→ The task:
All that should come back is the lines of the data below from the one containing "pub struct AccountSecrets" to the one containing "the command line.", inclusive, exactly as they stand.

---------------

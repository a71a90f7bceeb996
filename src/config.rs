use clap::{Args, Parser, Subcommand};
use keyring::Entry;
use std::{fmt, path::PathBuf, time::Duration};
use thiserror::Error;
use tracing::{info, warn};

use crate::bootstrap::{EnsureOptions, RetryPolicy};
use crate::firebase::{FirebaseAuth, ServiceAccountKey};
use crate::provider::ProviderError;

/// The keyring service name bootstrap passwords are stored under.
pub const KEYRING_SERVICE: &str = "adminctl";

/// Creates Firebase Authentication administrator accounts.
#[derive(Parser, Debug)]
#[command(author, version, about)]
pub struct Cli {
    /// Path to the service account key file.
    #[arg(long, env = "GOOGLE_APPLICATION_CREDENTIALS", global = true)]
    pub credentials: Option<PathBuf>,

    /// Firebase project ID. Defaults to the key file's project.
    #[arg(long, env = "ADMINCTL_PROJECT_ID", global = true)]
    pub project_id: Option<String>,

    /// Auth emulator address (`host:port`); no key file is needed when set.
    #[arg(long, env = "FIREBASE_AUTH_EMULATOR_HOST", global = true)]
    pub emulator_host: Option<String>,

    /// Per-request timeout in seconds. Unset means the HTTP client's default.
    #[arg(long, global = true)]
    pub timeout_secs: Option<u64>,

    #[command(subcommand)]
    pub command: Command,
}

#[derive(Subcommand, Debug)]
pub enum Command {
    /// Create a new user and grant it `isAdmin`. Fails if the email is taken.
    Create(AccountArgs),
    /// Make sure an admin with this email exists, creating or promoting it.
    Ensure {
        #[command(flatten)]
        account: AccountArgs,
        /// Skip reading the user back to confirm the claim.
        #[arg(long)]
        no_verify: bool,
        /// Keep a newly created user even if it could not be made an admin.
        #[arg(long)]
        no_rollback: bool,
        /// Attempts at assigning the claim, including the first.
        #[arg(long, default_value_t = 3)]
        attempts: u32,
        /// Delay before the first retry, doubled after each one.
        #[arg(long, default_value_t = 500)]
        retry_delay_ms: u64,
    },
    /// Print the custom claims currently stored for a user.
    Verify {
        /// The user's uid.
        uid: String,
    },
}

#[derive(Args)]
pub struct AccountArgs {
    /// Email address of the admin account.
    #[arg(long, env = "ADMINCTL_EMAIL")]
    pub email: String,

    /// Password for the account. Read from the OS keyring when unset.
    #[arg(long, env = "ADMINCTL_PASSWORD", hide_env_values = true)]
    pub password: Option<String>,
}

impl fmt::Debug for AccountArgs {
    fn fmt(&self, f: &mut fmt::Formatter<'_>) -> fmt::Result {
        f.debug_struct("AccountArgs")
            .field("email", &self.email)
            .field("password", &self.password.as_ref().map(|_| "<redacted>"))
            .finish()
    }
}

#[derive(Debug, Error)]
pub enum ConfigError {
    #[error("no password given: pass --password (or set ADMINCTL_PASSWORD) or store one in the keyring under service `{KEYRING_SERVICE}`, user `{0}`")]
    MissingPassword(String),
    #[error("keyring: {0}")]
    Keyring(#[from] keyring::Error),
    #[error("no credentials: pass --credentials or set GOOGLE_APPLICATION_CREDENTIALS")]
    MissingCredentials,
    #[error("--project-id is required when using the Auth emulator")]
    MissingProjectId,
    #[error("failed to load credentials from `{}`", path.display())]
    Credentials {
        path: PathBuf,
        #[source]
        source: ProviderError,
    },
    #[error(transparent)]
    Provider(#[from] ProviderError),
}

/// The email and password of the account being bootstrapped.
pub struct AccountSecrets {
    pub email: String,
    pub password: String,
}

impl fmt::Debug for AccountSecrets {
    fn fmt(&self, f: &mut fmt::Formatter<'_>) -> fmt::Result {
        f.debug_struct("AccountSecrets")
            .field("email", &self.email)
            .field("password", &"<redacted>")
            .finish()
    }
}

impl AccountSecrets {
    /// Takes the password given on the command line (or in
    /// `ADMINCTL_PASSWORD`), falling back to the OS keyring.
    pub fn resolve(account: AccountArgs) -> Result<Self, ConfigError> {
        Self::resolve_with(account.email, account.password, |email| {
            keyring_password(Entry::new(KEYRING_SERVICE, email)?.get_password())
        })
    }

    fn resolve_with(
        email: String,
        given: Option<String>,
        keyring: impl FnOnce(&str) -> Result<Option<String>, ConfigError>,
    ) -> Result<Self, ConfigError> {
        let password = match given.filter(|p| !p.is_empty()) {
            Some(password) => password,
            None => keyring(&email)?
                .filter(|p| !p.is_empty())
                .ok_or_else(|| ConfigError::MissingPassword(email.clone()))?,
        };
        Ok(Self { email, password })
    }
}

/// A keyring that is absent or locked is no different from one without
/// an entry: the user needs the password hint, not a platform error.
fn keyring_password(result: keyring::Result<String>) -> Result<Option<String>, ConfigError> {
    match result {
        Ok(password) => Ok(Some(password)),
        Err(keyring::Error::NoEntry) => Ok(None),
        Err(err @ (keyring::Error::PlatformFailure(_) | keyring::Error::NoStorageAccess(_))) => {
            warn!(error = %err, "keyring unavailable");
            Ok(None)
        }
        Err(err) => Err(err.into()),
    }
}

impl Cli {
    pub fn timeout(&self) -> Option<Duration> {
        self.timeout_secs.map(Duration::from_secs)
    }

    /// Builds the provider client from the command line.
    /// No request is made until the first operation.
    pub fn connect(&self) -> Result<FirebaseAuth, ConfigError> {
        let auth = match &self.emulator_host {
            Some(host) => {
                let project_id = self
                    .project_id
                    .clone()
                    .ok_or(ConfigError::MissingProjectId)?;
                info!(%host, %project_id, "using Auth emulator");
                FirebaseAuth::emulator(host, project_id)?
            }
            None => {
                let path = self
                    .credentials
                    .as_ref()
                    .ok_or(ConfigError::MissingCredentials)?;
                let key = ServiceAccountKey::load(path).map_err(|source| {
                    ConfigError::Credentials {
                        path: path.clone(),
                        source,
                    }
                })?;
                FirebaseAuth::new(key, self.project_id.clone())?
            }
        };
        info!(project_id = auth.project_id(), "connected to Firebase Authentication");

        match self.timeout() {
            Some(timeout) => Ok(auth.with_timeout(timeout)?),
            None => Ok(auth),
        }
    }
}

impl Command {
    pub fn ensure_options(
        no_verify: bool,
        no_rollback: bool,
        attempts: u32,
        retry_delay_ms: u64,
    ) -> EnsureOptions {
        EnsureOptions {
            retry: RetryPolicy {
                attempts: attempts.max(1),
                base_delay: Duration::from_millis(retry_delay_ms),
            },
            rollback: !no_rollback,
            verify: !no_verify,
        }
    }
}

---------------

→ Solution to this problem:
pub struct AccountSecrets {
    pub email: String,
    pub password: String,
}

impl fmt::Debug for AccountSecrets {
    fn fmt(&self, f: &mut fmt::Formatter<'_>) -> fmt::Result {
        f.debug_struct("AccountSecrets")
            .field("email", &self.email)
            .field("password", &"<redacted>")
            .finish()
    }
}

impl AccountSecrets {
    /// Takes the password given on the command line (or in
    /// `ADMINCTL_PASSWORD`), falling back to the OS keyring.
    pub fn resolve(account: AccountArgs) -> Result<Self, ConfigError> {
        Self::resolve_with(account.email, account.password, |email| {
            keyring_password(Entry::new(KEYRING_SERVICE, email)?.get_password())
        })
    }

    fn resolve_with(
        email: String,
        given: Option<String>,
        keyring: impl FnOnce(&str) -> Result<Option<String>, ConfigError>,
    ) -> Result<Self, ConfigError> {
        let password = match given.filter(|p| !p.is_empty()) {
            Some(password) => password,
            None => keyring(&email)?
                .filter(|p| !p.is_empty())
                .ok_or_else(|| ConfigError::MissingPassword(email.clone()))?,
        };
        Ok(Self { email, password })
    }
}

/// A keyring that is absent or locked is no different from one without
/// an entry: the user needs the password hint, not a platform error.
fn keyring_password(result: keyring::Result<String>) -> Result<Option<String>, ConfigError> {
    match result {
        Ok(password) => Ok(Some(password)),
        Err(keyring::Error::NoEntry) => Ok(None),
        Err(err @ (keyring::Error::PlatformFailure(_) | keyring::Error::NoStorageAccess(_))) => {
            warn!(error = %err, "keyring unavailable");
            Ok(None)
        }
        Err(err) => Err(err.into()),
    }
}

impl Cli {
    pub fn timeout(&self) -> Option<Duration> {
        self.timeout_secs.map(Duration::from_secs)
    }

    /// Builds the provider client from the command line.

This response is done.